For all the applications we use, the 3D attributes of a human are always separated into many different parts: 3D shape, motion capture, body measurements, faces, hands, feet, emotions. So every field of research, industry, and even a different team within the same company in each field has to make their own “one part” representation of the human. The assumption here is that since they are only dealing with maybe just the body motion, or just the body shape, or just the hands or just the faces, they don’t have to train a model for the full human. And then they’re stuck with that. They can’t make that representation encode any of the other details about the real, full human. In movies, where they do have to recreate the full human body, motion, faces, expressions and behavior — they have to rely on artists manually, and painstakingly creating this over hours of work. Different artists covering the body shape, different artists covering the skeletal structure, others doing the motion, expressions. It goes on. But that’s obviously a very limited representation because faces or hands or body motion are not independent add-ons to the human-being. Humans are not modular and our bodies don’t function modularly.

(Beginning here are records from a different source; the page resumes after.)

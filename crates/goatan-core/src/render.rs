//! What the layout hands to the renderer.
//!
//! The renderer itself (sprites, textures, input) lives outside this crate
//! behind [`RenderSink`]. Each redraw produces one [`RenderItem`] per placed
//! entity: its id, what to draw, where, and the overlay on top of it.

use crate::actions::PlaceRequest;
use crate::board::{EdgeId, IntersectionId, ResourceNumber, TileId, TileType};
use crate::geometry::{EdgeOrientation, Point};
use crate::player::PlayerId;
use crate::snapshot::PieceKind;
use serde::{Deserialize, Serialize};
use std::fmt;

/// Reference to any placed entity
#[derive(Debug, Clone, PartialEq, Eq, Hash, Serialize, Deserialize)]
#[serde(tag = "kind", content = "id", rename_all = "snake_case")]
pub enum EntityRef {
    Tile(TileId),
    Edge(EdgeId),
    Intersection(IntersectionId),
}

impl fmt::Display for EntityRef {
    fn fmt(&self, f: &mut fmt::Formatter<'_>) -> fmt::Result {
        match self {
            EntityRef::Tile(id) => write!(f, "tile {}", id),
            EntityRef::Edge(id) => write!(f, "edge {}", id),
            EntityRef::Intersection(id) => write!(f, "intersection {}", id),
        }
    }
}

/// The visual to draw for an entity
#[derive(Debug, Clone, PartialEq, Serialize, Deserialize)]
#[serde(tag = "visual", rename_all = "snake_case")]
pub enum VisualKind {
    /// Terrain sprite with its number token, if any
    Tile {
        tile_type: TileType,
        resource_number: Option<ResourceNumber>,
    },
    /// Empty edge slot
    Edge { orientation: EdgeOrientation },
    /// Road lying along an edge
    Road { orientation: EdgeOrientation },
    /// Empty corner slot
    Intersection,
    House,
    /// Stand-in for anything without art
    Placeholder,
}

/// RGB color applied on top of a sprite
#[derive(Debug, Clone, Copy, PartialEq, Eq, Hash, Serialize, Deserialize)]
#[serde(transparent)]
pub struct Tint(pub u32);

impl Tint {
    /// Highlight for legal placement candidates
    pub const HINT: Tint = Tint(0xF1C40F);
    /// Pieces owned by players missing from the seating list
    pub const NEUTRAL: Tint = Tint(0x95A5A6);
}

/// Overlay state applied on top of a placed entity
#[derive(Debug, Clone, Default, PartialEq, Eq, Serialize, Deserialize)]
pub struct OverlayState {
    /// Owner and kind of the piece sitting here
    pub piece: Option<(PlayerId, PieceKind)>,
    /// Receiving player may place a piece here
    pub hinted: bool,
    /// Piece belongs to the player whose turn it is
    pub active: bool,
}

/// One positioned entity, ready for the render sink
#[derive(Debug, Clone, PartialEq, Serialize, Deserialize)]
pub struct RenderItem {
    pub entity: EntityRef,
    pub kind: VisualKind,
    pub position: Point,
    pub tint: Option<Tint>,
    pub overlay: OverlayState,
}

impl RenderItem {
    /// Message to send when the player activates this item
    pub fn activation(&self) -> Option<PlaceRequest> {
        if !self.overlay.hinted {
            return None;
        }
        match &self.entity {
            EntityRef::Edge(id) => Some(PlaceRequest::road(id)),
            EntityRef::Intersection(id) => Some(PlaceRequest::house(id)),
            EntityRef::Tile(_) => None,
        }
    }
}

/// Drawing surface the redraw cycle renders into.
///
/// Handles are owned by the sink; the redraw cycle only keeps them to
/// remove the previous frame.
pub trait RenderSink {
    type Handle;

    /// Draw an item (its visual, position, tint and overlay), returning a
    /// handle to it
    fn place(&mut self, item: &RenderItem) -> Self::Handle;

    /// Take a previously placed visual off the surface
    fn remove(&mut self, handle: Self::Handle);

    /// Make a visual clickable; activating it should send `request`
    fn on_activate(&mut self, handle: &Self::Handle, request: PlaceRequest);
}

SMPL replaces ALL of these separate representations of humans with a single representation. It encodes body shape, posture, motion, faces, expressions, soft tissue deformations, behavior, together with articulation for the body, hands and feet AND all of it in a format that’s differentiable so that it can be fit to any form of input or easily used to train neural networks.

The SMPL parametrization encodes 3D body shape, pose, soft tissue motion, hands, fingers, facial expressions — http://meshcapade.me/

And it does so with just 100 numbers. Every movement, every emotion, every body shape variation you can imagine for any person can be encoded in just 100 numbers. That’s less than 1KB of data. This is incredibly low dimensionality for training any AI model, be it a virtual AI agent or a robot that need to interact with or move like humans.

→ It inverts the 3D reality of humans into a form that computers can “read”.

2. SMPL is the control signal for diffusion models.

Video diffusion models do not have an understanding of humans. They actually don’t really need it — unless you want to add some form of control over the motion of the humans generated in a video. Video diffusion models encode information into a “latent” space without needing to understand what the latent space encoding means. The latent space is just a compression of all the information available to the diffusion model. It doesn’t have to differentiate between the kinds of information encoded, it all just needs to have a statistically coherent structure that the training process can learn from, and it has to be extremely compact. But that means, there is no way to separate and control the representation of what is a human in this statistical hodgepodge.

Champ: Controllable and Consistent Human Image Animation with 3D Parametric Guidance

SMPL is a statistical distribution, and the most compact representation of humans. Using SMPL in the encoding gives us the control over the encoding so we can drive the generated video with human motion.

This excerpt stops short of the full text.